===== The records

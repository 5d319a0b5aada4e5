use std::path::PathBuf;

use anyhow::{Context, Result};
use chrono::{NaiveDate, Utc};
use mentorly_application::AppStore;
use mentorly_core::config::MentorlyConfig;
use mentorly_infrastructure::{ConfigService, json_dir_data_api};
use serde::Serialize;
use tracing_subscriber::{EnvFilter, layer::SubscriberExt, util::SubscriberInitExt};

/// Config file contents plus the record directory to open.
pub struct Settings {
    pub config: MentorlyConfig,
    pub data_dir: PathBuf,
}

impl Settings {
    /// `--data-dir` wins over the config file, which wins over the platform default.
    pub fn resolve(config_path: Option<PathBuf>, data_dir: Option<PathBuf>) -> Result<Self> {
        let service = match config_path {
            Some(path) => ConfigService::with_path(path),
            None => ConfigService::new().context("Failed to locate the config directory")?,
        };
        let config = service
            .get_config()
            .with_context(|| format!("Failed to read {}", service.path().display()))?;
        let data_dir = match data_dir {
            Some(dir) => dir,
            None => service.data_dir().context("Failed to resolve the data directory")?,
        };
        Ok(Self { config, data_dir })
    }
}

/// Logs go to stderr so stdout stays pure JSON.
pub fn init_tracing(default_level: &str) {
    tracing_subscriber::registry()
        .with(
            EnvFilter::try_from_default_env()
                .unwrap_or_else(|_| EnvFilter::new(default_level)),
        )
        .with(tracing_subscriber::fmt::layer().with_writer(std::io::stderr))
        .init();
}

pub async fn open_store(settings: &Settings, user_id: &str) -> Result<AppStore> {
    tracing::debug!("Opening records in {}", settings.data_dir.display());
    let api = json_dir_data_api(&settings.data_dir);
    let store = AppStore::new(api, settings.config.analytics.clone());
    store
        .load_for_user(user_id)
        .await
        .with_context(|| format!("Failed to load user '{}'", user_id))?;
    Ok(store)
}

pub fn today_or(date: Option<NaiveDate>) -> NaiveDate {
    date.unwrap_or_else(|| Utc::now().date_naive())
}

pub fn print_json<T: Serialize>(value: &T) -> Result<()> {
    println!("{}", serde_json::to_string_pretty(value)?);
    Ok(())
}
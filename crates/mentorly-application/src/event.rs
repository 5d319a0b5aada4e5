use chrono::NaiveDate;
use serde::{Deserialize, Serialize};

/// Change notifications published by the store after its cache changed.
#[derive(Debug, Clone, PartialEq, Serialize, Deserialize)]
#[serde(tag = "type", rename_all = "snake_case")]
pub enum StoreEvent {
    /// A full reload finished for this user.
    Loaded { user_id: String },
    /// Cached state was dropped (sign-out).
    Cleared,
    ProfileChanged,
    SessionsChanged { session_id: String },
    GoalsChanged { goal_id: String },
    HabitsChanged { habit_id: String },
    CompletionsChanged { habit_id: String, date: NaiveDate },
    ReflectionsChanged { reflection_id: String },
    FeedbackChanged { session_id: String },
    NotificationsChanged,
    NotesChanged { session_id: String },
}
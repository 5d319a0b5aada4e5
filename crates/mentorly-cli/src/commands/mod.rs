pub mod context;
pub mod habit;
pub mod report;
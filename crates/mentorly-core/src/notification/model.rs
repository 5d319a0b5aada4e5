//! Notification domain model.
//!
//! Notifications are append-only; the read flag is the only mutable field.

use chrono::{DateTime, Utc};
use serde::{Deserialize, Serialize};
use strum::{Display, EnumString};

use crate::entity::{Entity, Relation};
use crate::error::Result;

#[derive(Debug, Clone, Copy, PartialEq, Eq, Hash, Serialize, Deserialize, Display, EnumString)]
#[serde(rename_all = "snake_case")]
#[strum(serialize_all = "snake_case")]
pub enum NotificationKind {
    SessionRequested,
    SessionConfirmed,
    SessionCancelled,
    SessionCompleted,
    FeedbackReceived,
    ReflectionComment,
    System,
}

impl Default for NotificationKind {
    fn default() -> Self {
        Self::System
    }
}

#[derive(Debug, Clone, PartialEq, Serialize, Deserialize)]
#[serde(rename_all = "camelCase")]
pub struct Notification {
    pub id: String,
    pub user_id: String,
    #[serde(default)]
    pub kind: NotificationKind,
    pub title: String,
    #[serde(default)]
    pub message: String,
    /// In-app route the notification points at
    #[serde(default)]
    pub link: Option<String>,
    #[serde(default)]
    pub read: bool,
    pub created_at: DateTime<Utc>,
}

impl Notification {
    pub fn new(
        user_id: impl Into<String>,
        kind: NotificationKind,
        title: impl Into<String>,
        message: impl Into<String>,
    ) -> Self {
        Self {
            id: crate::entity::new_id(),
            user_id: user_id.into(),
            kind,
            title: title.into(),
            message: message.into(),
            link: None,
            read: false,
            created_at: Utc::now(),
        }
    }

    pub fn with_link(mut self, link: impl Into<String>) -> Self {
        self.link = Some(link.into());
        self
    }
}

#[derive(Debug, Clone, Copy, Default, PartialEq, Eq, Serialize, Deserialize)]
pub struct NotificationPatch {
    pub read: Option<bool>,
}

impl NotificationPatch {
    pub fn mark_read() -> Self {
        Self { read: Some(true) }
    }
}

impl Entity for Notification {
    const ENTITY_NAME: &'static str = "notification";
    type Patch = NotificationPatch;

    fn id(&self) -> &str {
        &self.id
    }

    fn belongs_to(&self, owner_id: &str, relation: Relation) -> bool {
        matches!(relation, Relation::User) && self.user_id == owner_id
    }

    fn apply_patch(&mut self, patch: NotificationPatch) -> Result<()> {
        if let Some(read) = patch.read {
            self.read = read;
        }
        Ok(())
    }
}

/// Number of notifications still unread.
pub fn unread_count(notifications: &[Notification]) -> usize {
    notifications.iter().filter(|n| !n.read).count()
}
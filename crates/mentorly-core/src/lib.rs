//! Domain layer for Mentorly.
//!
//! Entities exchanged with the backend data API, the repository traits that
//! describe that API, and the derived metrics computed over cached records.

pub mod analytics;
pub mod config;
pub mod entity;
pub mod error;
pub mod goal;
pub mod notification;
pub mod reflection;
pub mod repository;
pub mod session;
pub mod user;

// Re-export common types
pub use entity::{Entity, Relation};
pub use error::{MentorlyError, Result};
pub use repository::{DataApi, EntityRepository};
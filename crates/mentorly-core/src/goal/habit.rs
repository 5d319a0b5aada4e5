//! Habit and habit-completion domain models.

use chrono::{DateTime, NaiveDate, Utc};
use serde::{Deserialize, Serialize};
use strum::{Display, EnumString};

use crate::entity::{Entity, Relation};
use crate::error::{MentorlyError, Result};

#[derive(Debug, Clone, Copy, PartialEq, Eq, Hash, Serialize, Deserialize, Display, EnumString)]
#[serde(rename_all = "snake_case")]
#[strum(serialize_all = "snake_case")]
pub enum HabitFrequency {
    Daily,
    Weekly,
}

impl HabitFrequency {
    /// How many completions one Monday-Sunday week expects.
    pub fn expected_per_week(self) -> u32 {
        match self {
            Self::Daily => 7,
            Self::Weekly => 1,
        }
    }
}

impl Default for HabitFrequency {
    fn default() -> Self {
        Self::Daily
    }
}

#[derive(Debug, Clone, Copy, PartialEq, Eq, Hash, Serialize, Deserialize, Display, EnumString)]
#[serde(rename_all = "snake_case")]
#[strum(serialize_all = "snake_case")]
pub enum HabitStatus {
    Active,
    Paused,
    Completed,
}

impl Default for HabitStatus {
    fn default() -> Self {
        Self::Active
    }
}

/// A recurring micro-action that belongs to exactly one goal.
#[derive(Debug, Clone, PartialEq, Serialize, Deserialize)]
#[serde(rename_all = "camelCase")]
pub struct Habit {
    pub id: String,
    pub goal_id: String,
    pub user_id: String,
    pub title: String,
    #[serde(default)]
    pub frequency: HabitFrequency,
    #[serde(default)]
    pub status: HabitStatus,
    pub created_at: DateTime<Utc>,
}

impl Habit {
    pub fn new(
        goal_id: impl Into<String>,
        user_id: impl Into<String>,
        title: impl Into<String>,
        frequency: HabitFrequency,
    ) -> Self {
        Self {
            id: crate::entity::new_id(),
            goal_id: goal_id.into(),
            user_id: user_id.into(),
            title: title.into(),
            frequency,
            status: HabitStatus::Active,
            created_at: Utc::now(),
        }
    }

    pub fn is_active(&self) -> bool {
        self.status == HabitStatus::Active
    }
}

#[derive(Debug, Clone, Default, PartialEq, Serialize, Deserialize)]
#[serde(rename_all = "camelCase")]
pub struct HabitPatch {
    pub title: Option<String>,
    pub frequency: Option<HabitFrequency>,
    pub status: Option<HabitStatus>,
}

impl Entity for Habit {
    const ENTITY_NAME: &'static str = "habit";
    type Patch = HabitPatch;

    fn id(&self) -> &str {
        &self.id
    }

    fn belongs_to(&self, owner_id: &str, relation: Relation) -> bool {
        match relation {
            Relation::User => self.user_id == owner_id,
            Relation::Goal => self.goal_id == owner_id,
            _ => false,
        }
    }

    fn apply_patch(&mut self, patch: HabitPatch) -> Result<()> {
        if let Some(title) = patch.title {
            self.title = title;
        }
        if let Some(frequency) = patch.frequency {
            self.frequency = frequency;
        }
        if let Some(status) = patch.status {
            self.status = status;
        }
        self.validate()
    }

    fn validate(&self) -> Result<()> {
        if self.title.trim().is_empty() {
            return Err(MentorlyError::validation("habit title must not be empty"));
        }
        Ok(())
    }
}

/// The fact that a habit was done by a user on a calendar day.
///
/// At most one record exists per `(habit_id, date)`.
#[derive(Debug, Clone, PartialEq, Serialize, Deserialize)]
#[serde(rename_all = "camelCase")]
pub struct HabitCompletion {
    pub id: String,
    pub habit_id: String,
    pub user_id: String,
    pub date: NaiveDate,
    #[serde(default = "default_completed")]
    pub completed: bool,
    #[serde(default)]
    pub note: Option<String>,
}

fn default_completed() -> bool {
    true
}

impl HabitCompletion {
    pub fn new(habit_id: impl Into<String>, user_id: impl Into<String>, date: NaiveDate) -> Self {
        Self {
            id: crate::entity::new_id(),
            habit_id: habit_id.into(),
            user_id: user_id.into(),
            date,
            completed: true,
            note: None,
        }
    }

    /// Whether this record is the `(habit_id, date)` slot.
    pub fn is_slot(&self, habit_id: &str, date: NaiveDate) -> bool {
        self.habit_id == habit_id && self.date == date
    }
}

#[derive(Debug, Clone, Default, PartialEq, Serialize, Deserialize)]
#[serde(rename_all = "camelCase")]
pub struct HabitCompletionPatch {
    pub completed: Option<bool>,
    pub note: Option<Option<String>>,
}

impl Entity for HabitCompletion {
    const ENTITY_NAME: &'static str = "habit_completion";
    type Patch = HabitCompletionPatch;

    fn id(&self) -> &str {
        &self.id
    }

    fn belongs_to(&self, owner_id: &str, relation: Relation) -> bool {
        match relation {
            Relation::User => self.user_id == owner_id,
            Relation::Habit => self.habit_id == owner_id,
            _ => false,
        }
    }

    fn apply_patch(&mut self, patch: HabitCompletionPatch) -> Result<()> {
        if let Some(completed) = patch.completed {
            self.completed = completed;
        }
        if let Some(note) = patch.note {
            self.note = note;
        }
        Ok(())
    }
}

==========

● **Task directions**
Pull each line containing the word "validate" out of the data above.

● **Answer to this exercise**
        self.validate()
    fn validate(&self) -> Result<()> {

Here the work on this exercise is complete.